2025年9月4日,南方医科大学珠江医院的颜建云教授团队和南方医科大学第三附属医院的梁青春教授团队在Arteriosclerosis, Thrombosis, and Vascular Biology杂志在线发表了题为“NAMPT is a novel inhibitor of vascular calcification in chronic kidney disease”的研究论文,证明NAMPT能够通过上调SIRT1介导的NICD去乙酰化过程,进而抑制血管钙化,为阐明血管钙化的分子调控机制提供了新视角。

研究者首先测定了伴有血管钙化的CKD患者与健康对照者血清NAMPT含量,发现CKD患者的NAMPT水平明显升高。在体外血管平滑肌细胞钙化模型、离体大鼠主动脉环钙化模型以及CKD大鼠血管钙化模型中,NAMPT的表达水平均明显升高。此外,在钙化的人体动脉标本中,NAMPT表达水平亦显著增加。

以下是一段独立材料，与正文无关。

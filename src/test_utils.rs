use crate::router::create_router;
use crate::schemas::AppState;
use axum::Router;
use migration::{Migrator, MigratorTrait};
use sea_orm::{ConnectionTrait, Database, DatabaseConnection};
use tracing::Level;
use tracing_subscriber::FmtSubscriber;

/// Create an in-memory SQLite database for testing
pub async fn setup_test_db() -> DatabaseConnection {
    let db = Database::connect("sqlite::memory:")
        .await
        .expect("Failed to connect to in-memory database");

    db.execute_unprepared("PRAGMA foreign_keys = ON;")
        .await
        .expect("Failed to enable foreign keys");

    // Run migrations
    Migrator::up(&db, None)
        .await
        .expect("Failed to run migrations");

    db
}

/// Create AppState for testing
pub async fn setup_test_app_state() -> AppState {
    let db = setup_test_db().await;
    AppState { db }
}

/// Initialize tracing for tests with output to STDERR.
///
/// The log level is taken from RUST_LOG, defaulting to WARN.
fn init_test_tracing() -> tracing::subscriber::DefaultGuard {
    let log_level = std::env::var("RUST_LOG")
        .ok()
        .and_then(|level| match level.to_uppercase().as_str() {
            "ERROR" => Some(Level::ERROR),
            "WARN" => Some(Level::WARN),
            "INFO" => Some(Level::INFO),
            "DEBUG" => Some(Level::DEBUG),
            "TRACE" => Some(Level::TRACE),
            _ => None,
        })
        .unwrap_or(Level::WARN);

    let subscriber = FmtSubscriber::builder()
        .with_max_level(log_level)
        .with_writer(std::io::stderr)
        .finish();
    tracing::subscriber::set_default(subscriber)
}

/// Create axum app for testing
pub async fn setup_test_app() -> Router {
    let _ = init_test_tracing();
    let state = setup_test_app_state().await;
    create_router(state)
}
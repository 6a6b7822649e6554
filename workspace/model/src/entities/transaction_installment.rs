use chrono::{NaiveDate, NaiveDateTime};
use rust_decimal::Decimal;
use sea_orm::entity::prelude::*;

use super::transaction;

/// Payment state of a single installment slice.
#[derive(Debug, Clone, Copy, PartialEq, Eq, EnumIter, DeriveActiveEnum)]
#[sea_orm(rs_type = "String", db_type = "String(StringLen::N(10))")]
pub enum InstallmentStatus {
    #[sea_orm(string_value = "Pending")]
    Pending,
    #[sea_orm(string_value = "Paid")]
    Paid,
}

/// One scheduled slice of an installment-plan transaction.
///
/// Installments are atomic units: a slice is either fully paid or pending,
/// there is no partial-installment state.
#[derive(Clone, Debug, PartialEq, Eq, DeriveEntityModel)]
#[sea_orm(table_name = "transaction_installments")]
pub struct Model {
    #[sea_orm(primary_key)]
    pub id: i32,
    pub transaction_id: i32,
    /// 1-based position within the plan.
    pub installment_number: i32,
    #[sea_orm(column_type = "Decimal(Some((19, 4)))")]
    pub amount: Decimal,
    pub due_date: NaiveDate,
    pub status: InstallmentStatus,
    pub paid_date: Option<NaiveDateTime>,
}

#[derive(Copy, Clone, Debug, EnumIter, DeriveRelation)]
pub enum Relation {
    #[sea_orm(
        belongs_to = "super::transaction::Entity",
        from = "Column::TransactionId",
        to = "super::transaction::Column::Id",
        on_delete = "Cascade"
    )]
    Transaction,
}

impl Related<transaction::Entity> for Entity {
    fn to() -> RelationDef {
        Relation::Transaction.def()
    }
}

impl ActiveModelBehavior for ActiveModel {}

为了探究NAMPT在血管钙化中的作用,研究者采用重组NAMPT蛋白及腺病毒过表达NAMPT,发现二者均能抑制血管平滑肌细胞钙化。进一步在大鼠及人血管环离体钙化模型中验证发现,上述干预同样可有效延缓血管环的钙化发展。

为了进一步明确NAMPT对血管钙化的作用,研究人员采用5/6肾脏切除法构建CKD大鼠模型,发现过表达NAMPT可抑制CKD大鼠腹主动脉钙化,NAMPT特异性抑制剂FK866则促进了CKD大鼠主动脉钙化。

此外,研究人员还构建了Myh11-CreERT2;NAMPTf/f (iKO)血管平滑肌条件性敲除小鼠。在VitD3诱导的小鼠血管钙化模型中,NAMPT基因敲除可显著加剧主动脉钙化的进展。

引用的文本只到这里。